U.S. v. Atencio, 2006 WL 148272 (1/20/06) - The 10th strongly suggests that to trigger the CCE life sentence based on quantity of drugs involved [e.g. 30,000 kilograms of marijuana, 150 kilograms of cocaine], the government must prove a particular charged offense, [as opposed to the enterprise as a whole, [as the government claimed], or the series of violations charged], involved the requisite quantity. But, the 10th decided it didn't have to decide that question because the defendants failed to meet the prejudice portion of the plain error test. The evidence established the defendants maintained a residence that was involved in distributing more than a sufficient amount of cocaine and marijuana. Despite the fact that first-hand knowledge testimony did not prove the requisite amounts of drugs, the evidence was sufficient to prove the requisite quantities based on the number of courier trips, drug ledgers found at the residence and expert testimony explaining how much cocaine and marijuana the ledgers were talking about.

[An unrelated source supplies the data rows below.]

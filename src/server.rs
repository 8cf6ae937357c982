//! JSON proxy route wrapping [`ImageClient`]. Owns everything the adapter
//! deliberately does not: credentials live in the injected client, and error
//! kinds are translated here into HTTP statuses and user-facing messages.

use crate::{bedrock::BedrockClient, config::ServerConfig, models::ImageGenerationRequest};
use actix_web::{get, post, web, App, HttpResponse, HttpServer, Responder};
use serde::Serialize;
use uuid::Uuid;

#[derive(Debug, Serialize)]
struct GenerateResponse {
    success: bool,
    #[serde(skip_serializing_if = "Option::is_none")]
    image: Option<String>,
    #[serde(skip_serializing_if = "Option::is_none")]
    error: Option<String>,
    #[serde(skip_serializing_if = "Option::is_none")]
    details: Option<String>,
    #[serde(skip_serializing_if = "Option::is_none")]
    suggestion: Option<String>,
}

impl GenerateResponse {
    fn ok(image_data: &str) -> Self {
        GenerateResponse {
            success: true,
            image: Some(format!("data:image/png;base64,{}", image_data)),
            error: None,
            details: None,
            suggestion: None,
        }
    }

    fn failed(error: impl Into<String>, details: Option<String>, suggestion: Option<String>) -> Self {
        GenerateResponse {
            success: false,
            image: None,
            error: Some(error.into()),
            details,
            suggestion,
        }
    }
}

#[post("/api/generate-image")]
async fn generate_image(
    client: web::Data<BedrockClient>,
    request: web::Json<ImageGenerationRequest>,
) -> HttpResponse {
    let request = request.into_inner();
    let request_id = Uuid::new_v4();

    log::info!(
        "[{}] generate-image: model={} img2img={}",
        request_id,
        request.model,
        request.input_image.is_some()
    );

    if request.model.trim().is_empty() || request.positive_prompt.trim().is_empty() {
        return HttpResponse::BadRequest().json(GenerateResponse::failed(
            "Model and positive prompt are required",
            None,
            None,
        ));
    }

    match client.image().generate(request).await {
        Ok(result) => {
            log::info!("[{}] image generated by {}", request_id, result.model);
            HttpResponse::Ok().json(GenerateResponse::ok(&result.image_data))
        }
        Err(err) => {
            log::error!("[{}] image generation failed: {}", request_id, err);
            let body = GenerateResponse::failed(
                err.user_message(),
                Some(err.to_string()),
                Some(err.suggestion()),
            );
            if err.is_input_error() {
                HttpResponse::BadRequest().json(body)
            } else {
                HttpResponse::InternalServerError().json(body)
            }
        }
    }
}

#[get("/health")]
async fn health() -> impl Responder {
    HttpResponse::Ok().json(serde_json::json!({ "status": "ok" }))
}

pub async fn run(config: ServerConfig, client: BedrockClient) -> std::io::Result<()> {
    let data = web::Data::new(client);
    log::info!("Listening on {}:{}", config.host, config.port);

    HttpServer::new(move || {
        App::new()
            .app_data(data.clone())
            .service(generate_image)
            .service(health)
    })
    .bind((config.host.clone(), config.port))?
    .run()
    .await
}
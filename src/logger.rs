use chrono::Utc;
use colored::{Color, Colorize};
use log::{Level, LevelFilter, Metadata, Record};
use once_cell::sync::Lazy;
use std::sync::Mutex;

static LOGGER: Lazy<ConsoleLogger> = Lazy::new(ConsoleLogger::default);

#[derive(Debug, Clone)]
pub struct LoggerConfig {
    pub min_level: LevelFilter,
    pub show_timestamps: bool,
    pub show_target: bool,
}

impl Default for LoggerConfig {
    fn default() -> Self {
        LoggerConfig {
            min_level: LevelFilter::Info,
            show_timestamps: true,
            show_target: false,
        }
    }
}

impl LoggerConfig {
    pub fn development() -> Self {
        LoggerConfig {
            min_level: LevelFilter::Debug,
            show_timestamps: true,
            show_target: true,
        }
    }

    pub fn with_level(mut self, level: LevelFilter) -> Self {
        self.min_level = level;
        self
    }
}

#[derive(Default)]
struct ConsoleLogger {
    config: Mutex<LoggerConfig>,
}

fn level_color(level: Level) -> Color {
    match level {
        Level::Trace => Color::Cyan,
        Level::Debug => Color::Blue,
        Level::Info => Color::Green,
        Level::Warn => Color::Yellow,
        Level::Error => Color::Red,
    }
}

impl log::Log for ConsoleLogger {
    fn enabled(&self, metadata: &Metadata) -> bool {
        metadata.level() <= log::max_level()
    }

    fn log(&self, record: &Record) {
        if !self.enabled(record.metadata()) {
            return;
        }
        let config = self.config.lock().unwrap();

        let mut line = String::new();
        if config.show_timestamps {
            line.push_str(&format!(
                "{} ",
                Utc::now().format("%Y-%m-%d %H:%M:%S%.3f").to_string().dimmed()
            ));
        }
        line.push_str(&format!(
            "{:5} ",
            record.level().to_string().color(level_color(record.level())).bold()
        ));
        if config.show_target {
            line.push_str(&format!("{} ", record.target().dimmed()));
        }
        line.push_str(&record.args().to_string());

        if record.level() <= Level::Warn {
            eprintln!("{}", line);
        } else {
            println!("{}", line);
        }
    }

    fn flush(&self) {}
}

pub fn init() -> Result<(), String> {
    init_with_config(LoggerConfig::default())
}

pub fn init_with_config(config: LoggerConfig) -> Result<(), String> {
    let min_level = config.min_level;
    *LOGGER.config.lock().unwrap() = config;

    log::set_logger(&*LOGGER).map_err(|e| format!("Failed to set logger: {:?}", e))?;
    log::set_max_level(min_level);
    Ok(())
}
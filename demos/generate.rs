use rimagen::{logger, BedrockClient, BedrockConfig, ImageClient, ImageGenerationRequest};
use std::fs;

#[tokio::main]
async fn main() -> Result<(), Box<dyn std::error::Error>> {
    match dotenv::dotenv() {
        Ok(_) => log::info!("✅ .env file loaded successfully"),
        Err(_) => log::warn!("⚠️  No .env file found, using system environment variables"),
    }

    logger::init_with_config(
        rimagen::logger::LoggerConfig::development(),
    )?;

    log::info!("🖼️  Available image generation models:");
    for (id, name, provider) in ImageClient::supported_models() {
        log::info!("  {} - {} ({})", id, name, provider);
    }

    let config = BedrockConfig::from_env();
    let client = BedrockClient::new(config).await?;

    let test_models = vec![
        "amazon.titan-image-generator-v1",
        "amazon.nova-canvas-v1:0",
        "stability.sd3-large-v1:0",
    ];

    for model_id in test_models {
        log::info!("🧪 Testing image generation with model: {}", model_id);

        let mut request = ImageGenerationRequest::new(
            model_id,
            "A serene landscape with mountains and a lake at sunset, digital art style",
        );
        request.negative_prompt = Some("blurry, low quality".to_string());
        request.cfg_scale = Some(8.0);
        request.width = Some(1024);
        request.height = Some(1024);

        match client.image().generate(request).await {
            Ok(response) => {
                log::info!("✅ Image generation successful with {}!", response.model);

                let filename = format!(
                    "generated_image_{}_{}.png",
                    model_id.replace('.', "_").replace(':', "_"),
                    chrono::Utc::now().timestamp()
                );

                match base64::decode(&response.image_data) {
                    Ok(image_bytes) => match fs::write(&filename, image_bytes) {
                        Ok(_) => log::info!("💾 Image saved to: {}", filename),
                        Err(e) => log::error!("❌ Failed to save image: {}", e),
                    },
                    Err(e) => log::error!("❌ Failed to decode base64 image: {}", e),
                }
            }
            Err(e) => {
                log::error!("❌ Image generation failed with {}: {}", model_id, e);
                log::warn!("💡 {}", e.suggestion());
            }
        }

        log::info!("---");
    }

    Ok(())
}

There was also sufficient evidence that a defendant supervised five or more persons, although she was "primarily in charge of the money." The admission of a videotaped deposition of a government witness, while perhaps a Confrontation Clause error because the government did not make a good faith effort to obtain the witness' live testimony, was harmless beyond a reasonable doubt because there was plenty of quantity evidence without that witness. The d.ct. did not abuse its discretion to deny a mistrial motion due to the prosecutor's reference to the pretrial detention of one of the defendants. The comment was isolated, the d.ct. gave a general instruction that attorneys' comments were not evidence and the prosecutor was responding to defense counsel's argument.
Double jeopardy was violated when the defendants were convicted of both the lesser-included offense of conspiracy and the CCE. They only have to serve one life without parole sentence rather than two. Yippee!!!!

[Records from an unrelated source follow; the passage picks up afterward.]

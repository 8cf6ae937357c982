use crate::adapter::ProviderFamily;
use thiserror::Error;

#[derive(Debug, Clone, Copy, PartialEq, Eq)]
pub enum ValidationField {
    CfgScale,
    Dimensions,
    Steps,
    Other,
}

#[derive(Debug, Error)]
pub enum BedrockError {
    #[error("Unsupported model: {0}")]
    UnsupportedModel(String),

    #[error("No image data received from model")]
    NoImageData,

    #[error("Validation error: {detail}")]
    Validation {
        field: ValidationField,
        family: ProviderFamily,
        detail: String,
    },

    #[error("Access denied: {0}")]
    AccessDenied(String),

    #[error("Throttled: {0}")]
    Throttling(String),

    #[error("Quota exceeded: {0}")]
    QuotaExceeded(String),

    #[error("Model unavailable: {0}")]
    ModelUnavailable(String),

    #[error("Provisioned throughput required: {0}")]
    ProvisionedThroughputRequired(String),

    #[error("AWS authentication failed: {0}")]
    Credentials(String),

    #[error("Configuration error: {0}")]
    Config(String),

    #[error("Serialization error: {0}")]
    Serialization(String),

    #[error("Response error: {0}")]
    Response(String),

    #[error("AWS error: {0}")]
    Aws(String),
}

pub type Result<T> = std::result::Result<T, BedrockError>;

/// Sorts a raw provider error message into the taxonomy above via substring
/// matching. `family` is carried so validation failures can name the CFG
/// range that applies to the model that was invoked.
pub fn classify_provider_error(detail: &str, family: ProviderFamily) -> BedrockError {
    let lower = detail.to_lowercase();
    let detail = detail.to_string();

    if lower.contains("validation") {
        let field = if lower.contains("cfgscale") || lower.contains("cfg_scale") {
            ValidationField::CfgScale
        } else if lower.contains("width") || lower.contains("height") {
            ValidationField::Dimensions
        } else if lower.contains("steps") {
            ValidationField::Steps
        } else {
            ValidationField::Other
        };
        BedrockError::Validation {
            field,
            family,
            detail,
        }
    } else if lower.contains("access denied") || lower.contains("unauthorized") {
        BedrockError::AccessDenied(detail)
    } else if lower.contains("throttling") || lower.contains("rate limit") {
        BedrockError::Throttling(detail)
    } else if lower.contains("quota") || lower.contains("limit exceeded") {
        BedrockError::QuotaExceeded(detail)
    } else if lower.contains("model") && lower.contains("not found") {
        BedrockError::ModelUnavailable(detail)
    } else if lower.contains("on-demand throughput") {
        BedrockError::ProvisionedThroughputRequired(detail)
    } else if lower.contains("credentials") || lower.contains("signature") {
        BedrockError::Credentials(detail)
    } else {
        BedrockError::Aws(detail)
    }
}

impl BedrockError {
    /// True for requests the caller got wrong, mapped to a 400-class status
    /// by the HTTP layer. Everything else is a 500.
    pub fn is_input_error(&self) -> bool {
        matches!(self, BedrockError::UnsupportedModel(_))
    }

    /// Short user-facing headline shown in place of the raw provider text.
    pub fn user_message(&self) -> &'static str {
        match self {
            BedrockError::UnsupportedModel(_) => "Unsupported model type",
            BedrockError::Validation { field, .. } => match field {
                ValidationField::CfgScale => "CFG Scale value is invalid",
                ValidationField::Dimensions => "Image dimensions are invalid",
                ValidationField::Steps => "Steps value is invalid",
                ValidationField::Other => "Invalid parameters provided",
            },
            BedrockError::AccessDenied(_) => "Access denied to AI model",
            BedrockError::Throttling(_) => "Request rate limit exceeded",
            BedrockError::QuotaExceeded(_) => "Service quota exceeded",
            BedrockError::ModelUnavailable(_) => "AI model not available",
            BedrockError::ProvisionedThroughputRequired(_) => {
                "Model requires provisioned throughput"
            }
            BedrockError::Credentials(_) => "AWS authentication failed",
            _ => "Image generation failed",
        }
    }

    /// Actionable next step matching the headline from `user_message`.
    pub fn suggestion(&self) -> String {
        match self {
            BedrockError::UnsupportedModel(_) => {
                "Please select a Stability, Titan, or Nova image model".to_string()
            }
            BedrockError::Validation { field, family, .. } => match field {
                ValidationField::CfgScale => {
                    let max = if *family == ProviderFamily::Stability { 20 } else { 10 };
                    format!(
                        "CFG Scale must be between 1-{} for this model. Current value may be too high",
                        max
                    )
                }
                ValidationField::Dimensions => {
                    "Please check that width and height are supported values (typically 512, 768, 1024, or 1536)"
                        .to_string()
                }
                ValidationField::Steps => {
                    "Steps must be between 10-50 for Stability models".to_string()
                }
                ValidationField::Other => {
                    "Please check your parameter values (CFG scale, dimensions, etc.) and try again"
                        .to_string()
                }
            },
            BedrockError::AccessDenied(_) => {
                "Please check your AWS Bedrock model access permissions in the AWS console"
                    .to_string()
            }
            BedrockError::Throttling(_) => "Please wait a moment and try again".to_string(),
            BedrockError::QuotaExceeded(_) => {
                "You may have reached your AWS Bedrock usage limits. Check your AWS console for quota information"
                    .to_string()
            }
            BedrockError::ModelUnavailable(_) => {
                "The selected model may not be available in your region. Try selecting a different model"
                    .to_string()
            }
            BedrockError::ProvisionedThroughputRequired(_) => {
                "This model is not available for on-demand use. Please select a different model or configure provisioned throughput in AWS Bedrock"
                    .to_string()
            }
            BedrockError::Credentials(_) => {
                "Please check your AWS credentials configuration".to_string()
            }
            _ => {
                "Please try again with different parameters or contact support if the issue persists"
                    .to_string()
            }
        }
    }
}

U.S. v. Hebah, 2006 WL 148275 (1/20/06)(unpub'd) - A case to keep in mind when attempting to present an expert on false confessions. The government may very well trot this case before the court, even though it will doubtless be distinguishable. In this case, the 10th held the d.ct. did not abuse its discretion when it refused to allow such an expert to testify. The defense wanted the expert to testify about the defendant's proneness to give false confessions because of his overly compliant nature. The expert was not as well credentialed and was not as thorough as one might hope. The district court also relied on the notion that the studies used by the expert were done in Great Britain and Iceland where Miranda did not apply.
U.S. v. Briseno, 2006 WL 122448 (1/18/06)(unpub'd) - Apprendi, et al, did not change the fact that to increase the maximum sentence the government need only prove the type and quantity of the drug involved. It does not have to prove the defendant knew the type and quantity of drug involved.